┌─ The data

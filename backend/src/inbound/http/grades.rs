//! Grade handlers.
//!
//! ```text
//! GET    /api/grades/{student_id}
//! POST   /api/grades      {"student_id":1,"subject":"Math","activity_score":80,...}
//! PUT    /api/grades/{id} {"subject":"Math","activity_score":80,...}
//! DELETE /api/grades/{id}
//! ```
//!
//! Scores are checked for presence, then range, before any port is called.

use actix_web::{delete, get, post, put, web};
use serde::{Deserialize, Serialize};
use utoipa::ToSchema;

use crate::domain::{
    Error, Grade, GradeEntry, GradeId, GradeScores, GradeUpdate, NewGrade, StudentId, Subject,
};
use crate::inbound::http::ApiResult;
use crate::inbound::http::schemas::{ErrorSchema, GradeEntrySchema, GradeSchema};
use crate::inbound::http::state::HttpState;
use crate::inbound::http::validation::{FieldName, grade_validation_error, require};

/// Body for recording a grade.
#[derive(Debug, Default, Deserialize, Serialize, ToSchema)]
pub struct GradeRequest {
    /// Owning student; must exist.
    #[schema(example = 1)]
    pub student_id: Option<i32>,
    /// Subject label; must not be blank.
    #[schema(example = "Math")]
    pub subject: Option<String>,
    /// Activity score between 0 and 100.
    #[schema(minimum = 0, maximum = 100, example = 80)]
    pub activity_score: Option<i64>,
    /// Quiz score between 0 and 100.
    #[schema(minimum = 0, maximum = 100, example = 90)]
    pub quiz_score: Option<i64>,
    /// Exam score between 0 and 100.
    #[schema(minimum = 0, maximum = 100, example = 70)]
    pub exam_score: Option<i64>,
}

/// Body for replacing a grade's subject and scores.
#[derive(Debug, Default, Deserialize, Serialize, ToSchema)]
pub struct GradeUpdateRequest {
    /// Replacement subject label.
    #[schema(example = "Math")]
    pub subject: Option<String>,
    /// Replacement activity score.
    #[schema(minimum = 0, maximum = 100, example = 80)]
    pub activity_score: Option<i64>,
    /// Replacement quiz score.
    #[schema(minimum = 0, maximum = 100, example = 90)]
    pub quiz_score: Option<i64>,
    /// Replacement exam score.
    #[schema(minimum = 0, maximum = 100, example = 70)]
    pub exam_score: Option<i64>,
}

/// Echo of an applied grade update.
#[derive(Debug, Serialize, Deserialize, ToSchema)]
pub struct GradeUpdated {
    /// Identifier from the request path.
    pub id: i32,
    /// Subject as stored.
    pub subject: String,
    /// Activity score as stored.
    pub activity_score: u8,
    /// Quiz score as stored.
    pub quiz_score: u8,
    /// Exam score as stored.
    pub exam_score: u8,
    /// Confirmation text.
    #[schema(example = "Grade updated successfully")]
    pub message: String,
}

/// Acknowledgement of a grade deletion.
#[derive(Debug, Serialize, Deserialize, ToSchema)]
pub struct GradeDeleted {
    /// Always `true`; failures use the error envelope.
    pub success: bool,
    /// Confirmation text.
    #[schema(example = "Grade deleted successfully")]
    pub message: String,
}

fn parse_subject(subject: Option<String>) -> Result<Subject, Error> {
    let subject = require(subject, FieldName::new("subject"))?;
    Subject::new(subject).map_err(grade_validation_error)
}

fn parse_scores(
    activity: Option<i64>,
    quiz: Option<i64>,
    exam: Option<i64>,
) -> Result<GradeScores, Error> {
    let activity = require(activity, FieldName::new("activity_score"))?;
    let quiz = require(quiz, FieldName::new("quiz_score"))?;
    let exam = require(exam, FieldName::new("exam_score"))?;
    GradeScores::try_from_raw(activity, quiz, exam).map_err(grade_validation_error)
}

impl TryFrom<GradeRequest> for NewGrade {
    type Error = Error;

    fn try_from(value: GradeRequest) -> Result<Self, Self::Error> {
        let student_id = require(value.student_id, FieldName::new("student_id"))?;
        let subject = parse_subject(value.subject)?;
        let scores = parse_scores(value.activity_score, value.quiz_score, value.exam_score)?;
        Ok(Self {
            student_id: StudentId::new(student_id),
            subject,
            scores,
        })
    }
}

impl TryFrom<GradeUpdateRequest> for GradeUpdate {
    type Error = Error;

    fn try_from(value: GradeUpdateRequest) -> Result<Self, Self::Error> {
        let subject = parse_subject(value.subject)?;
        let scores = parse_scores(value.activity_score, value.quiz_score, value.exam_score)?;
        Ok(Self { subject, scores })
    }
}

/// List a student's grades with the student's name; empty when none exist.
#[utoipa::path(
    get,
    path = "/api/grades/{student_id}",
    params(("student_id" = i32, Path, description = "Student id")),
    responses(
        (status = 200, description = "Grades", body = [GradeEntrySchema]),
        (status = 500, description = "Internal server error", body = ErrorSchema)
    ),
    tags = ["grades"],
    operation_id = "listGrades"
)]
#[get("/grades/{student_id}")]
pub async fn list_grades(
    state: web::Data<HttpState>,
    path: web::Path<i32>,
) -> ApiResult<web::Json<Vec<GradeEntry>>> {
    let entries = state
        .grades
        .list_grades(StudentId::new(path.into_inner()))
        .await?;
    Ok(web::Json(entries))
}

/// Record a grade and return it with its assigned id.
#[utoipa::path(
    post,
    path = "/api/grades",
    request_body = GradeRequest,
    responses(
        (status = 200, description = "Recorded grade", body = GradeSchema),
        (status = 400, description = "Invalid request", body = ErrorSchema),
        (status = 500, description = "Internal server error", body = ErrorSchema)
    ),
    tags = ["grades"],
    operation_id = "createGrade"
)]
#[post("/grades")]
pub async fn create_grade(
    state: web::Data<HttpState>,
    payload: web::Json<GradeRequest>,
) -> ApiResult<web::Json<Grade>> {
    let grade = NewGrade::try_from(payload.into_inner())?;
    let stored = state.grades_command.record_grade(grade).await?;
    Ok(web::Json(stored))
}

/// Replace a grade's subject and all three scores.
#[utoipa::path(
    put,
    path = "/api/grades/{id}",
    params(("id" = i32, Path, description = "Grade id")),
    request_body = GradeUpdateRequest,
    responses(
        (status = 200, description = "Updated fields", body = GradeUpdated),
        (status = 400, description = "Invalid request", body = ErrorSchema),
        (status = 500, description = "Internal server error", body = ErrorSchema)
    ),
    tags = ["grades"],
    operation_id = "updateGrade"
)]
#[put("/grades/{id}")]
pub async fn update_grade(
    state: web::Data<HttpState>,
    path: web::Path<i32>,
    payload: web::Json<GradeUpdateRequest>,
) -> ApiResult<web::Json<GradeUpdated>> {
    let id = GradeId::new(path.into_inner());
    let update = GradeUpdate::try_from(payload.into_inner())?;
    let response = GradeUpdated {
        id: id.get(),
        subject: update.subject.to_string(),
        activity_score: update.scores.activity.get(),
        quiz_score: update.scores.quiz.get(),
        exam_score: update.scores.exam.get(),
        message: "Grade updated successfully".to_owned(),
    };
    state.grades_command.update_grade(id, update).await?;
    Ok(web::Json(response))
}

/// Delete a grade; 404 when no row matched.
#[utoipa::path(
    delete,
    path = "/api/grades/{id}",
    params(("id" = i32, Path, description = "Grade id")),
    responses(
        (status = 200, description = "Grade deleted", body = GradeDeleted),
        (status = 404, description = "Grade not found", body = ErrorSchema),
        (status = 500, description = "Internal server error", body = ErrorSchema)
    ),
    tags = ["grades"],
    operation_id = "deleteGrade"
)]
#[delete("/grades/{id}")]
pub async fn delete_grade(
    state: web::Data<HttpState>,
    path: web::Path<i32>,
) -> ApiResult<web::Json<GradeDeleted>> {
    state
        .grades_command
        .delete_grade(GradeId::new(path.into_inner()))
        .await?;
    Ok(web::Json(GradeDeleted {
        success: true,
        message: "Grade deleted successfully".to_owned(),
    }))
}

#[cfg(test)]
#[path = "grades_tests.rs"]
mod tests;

└─

> _Task item_
Copy every line of the material above in which the word "message" appears.

> _Solution to the exercise_
    pub message: String,
    pub message: String,
        message: "Grade updated successfully".to_owned(),
        message: "Grade deleted successfully".to_owned(),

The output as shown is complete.